Il lisait les journaux militaires, présidait les réunions de ses anciens compagnons d'armes, assistait aux inaugurations des monuments élevés aux combattants de 1870 ; il défilait à la tête des ouvriers de sa fabrique devant les statues de Vercingétorix, de Jeanne d'Arc et des soldats de la Loire, à mesure qu'elles sortaient du sol français. Il faisait des discours patriotiques. Et nous touchons ici, Zoé, à une scène de comédie humaine dont on goûtera peut−être un jour la bouffonnerie lugubre. Émile Vincent s'avisa de dire, au cours de l'Affaire, qu'Esterhazy était un escroc et un traître. Il le disait parce qu'il le savait et qu'il était bien trop candide pour jamais cacher la vérité. A compter de ce jour il passa pour un ennemi de la patrie et de l'armée.

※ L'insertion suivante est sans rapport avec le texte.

use crate::core::disambiguator::disambiguate;
use crate::core::report::{column_samples, row_preview};
use crate::core::resolver::FieldResolver;
use crate::core::{
    ColumnSample, ConfigProvider, ConversionResult, ExtractedData, LoadedFiles, Pipeline,
    SourceRecord, Storage, TargetRecord,
};
use crate::utils::error::{ConvertError, Result};

const DEBUG_ROWS: usize = 3;
const DEBUG_VALUE_CHARS: usize = 30;

pub struct ConvertPipeline<S: Storage, C: ConfigProvider> {
    storage: S,
    config: C,
}

impl<S: Storage, C: ConfigProvider> ConvertPipeline<S, C> {
    pub fn new(storage: S, config: C) -> Self {
        Self { storage, config }
    }

    fn dump_rows(&self, records: &[SourceRecord]) {
        for (i, record) in records.iter().take(DEBUG_ROWS).enumerate() {
            tracing::debug!("🔍 Row {} raw data:", i + 1);
            for (header, value) in row_preview(record, DEBUG_VALUE_CHARS, self.config.candidates())
            {
                tracing::debug!("   {}: {}", header, value);
            }
        }
    }
}

/// Serializes records under the fixed import header. The header is written
/// even when there are no records.
pub fn render_csv(records: &[TargetRecord]) -> Result<Vec<u8>> {
    let mut writer = csv::WriterBuilder::new()
        .has_headers(false)
        .from_writer(Vec::new());

    writer.write_record(TargetRecord::HEADERS)?;
    for record in records {
        writer.serialize(record)?;
    }

    writer
        .into_inner()
        .map_err(|e| ConvertError::IoError(e.into_error()))
}

impl<S: Storage, C: ConfigProvider> Pipeline for ConvertPipeline<S, C> {
    fn extract(&self) -> Result<ExtractedData> {
        let input = self.config.input_path();
        tracing::info!("📋 Analyzing {}", input);
        let bytes = self.storage.read_file(input)?;

        let mut reader = csv::ReaderBuilder::new()
            .flexible(true)
            .from_reader(bytes.as_slice());
        let headers: Vec<String> = reader.headers()?.iter().map(str::to_string).collect();

        let mut records = Vec::new();
        for (i, row) in reader.records().enumerate() {
            let row = row?;
            if row.len() > headers.len() {
                tracing::warn!(
                    "⚠️  Row {}: {} extra cells beyond the header ignored",
                    i + 1,
                    row.len() - headers.len()
                );
            }

            let fields = headers
                .iter()
                .enumerate()
                .map(|(col, header)| (header.clone(), row.get(col).unwrap_or("").to_string()))
                .collect();
            records.push(SourceRecord::new(fields));
        }

        tracing::debug!("Parsed {} columns and {} rows", headers.len(), records.len());
        Ok(ExtractedData { headers, records })
    }

    fn analyze(&self, data: &ExtractedData) -> Vec<ColumnSample> {
        column_samples(data.records.first(), self.config.candidates())
    }

    fn transform(&self, data: ExtractedData) -> Result<ConversionResult> {
        if self.config.debug() {
            self.dump_rows(&data.records);
        }

        let resolver = FieldResolver::new(self.config.candidates().clone());
        let batch = resolver.resolve_all(&data.records);
        let resolved = disambiguate(batch.records);

        tracing::debug!(
            "Resolved {} records, {} duplicates",
            resolved.records.len(),
            resolved.duplicates.len()
        );

        Ok(ConversionResult {
            records: resolved.records,
            duplicates: resolved.duplicates,
            missing_usernames: batch.missing_usernames,
            url_counts: resolved.url_counts,
        })
    }

    fn load(&self, result: &ConversionResult) -> Result<LoadedFiles> {
        let names = self.config.output_files();

        let primary_data = render_csv(&result.records)?;
        tracing::debug!("Writing {} ({} bytes)", names.primary, primary_data.len());
        let primary = self.storage.write_file(&names.primary, &primary_data)?;

        let duplicates = if result.duplicates.is_empty() {
            None
        } else {
            let data = render_csv(&result.duplicates)?;
            tracing::debug!("Writing {} ({} bytes)", names.duplicates, data.len());
            Some(self.storage.write_file(&names.duplicates, &data)?)
        };

        Ok(LoadedFiles {
            primary,
            duplicates,
        })
    }
}
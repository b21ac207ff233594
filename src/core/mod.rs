pub mod disambiguator;
pub mod etl;
pub mod pipeline;
pub mod report;
pub mod resolver;

pub use crate::domain::model::{
    CandidateLists, ColumnSample, ConversionResult, ExtractedData, LoadedFiles, OutputFiles,
    SourceRecord, TargetRecord,
};
pub use crate::domain::ports::{ConfigProvider, Pipeline, Storage};
pub use crate::utils::error::Result;
//! Static site builder around `mdsite-core`.
//!
//! The binary (`mdsite`) is a thin clap front end; configuration loading and
//! site generation live here so they can be tested directly.

pub mod config;
pub mod site;

pub use config::{normalize_base_path, ConfigError, Overrides, SiteConfig};
pub use site::{build_site, check_destination, render_page, BuildReport, SiteError, Template};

Il fut traité de traître et d'étranger. Le chagrin qu'il en eut hâta les progrès de la maladie de coeur dont il était atteint. Il mourut triste et surpris. La dernière fois que je le vis, il me parla de tactique et de stratégie. C'était le sujet préféré de ses conversations. Bien qu'il eût fait campagne, en 70, dans un grand désordre et une excessive confusion, il était persuadé que l'art de la guerre est le plus beau des arts.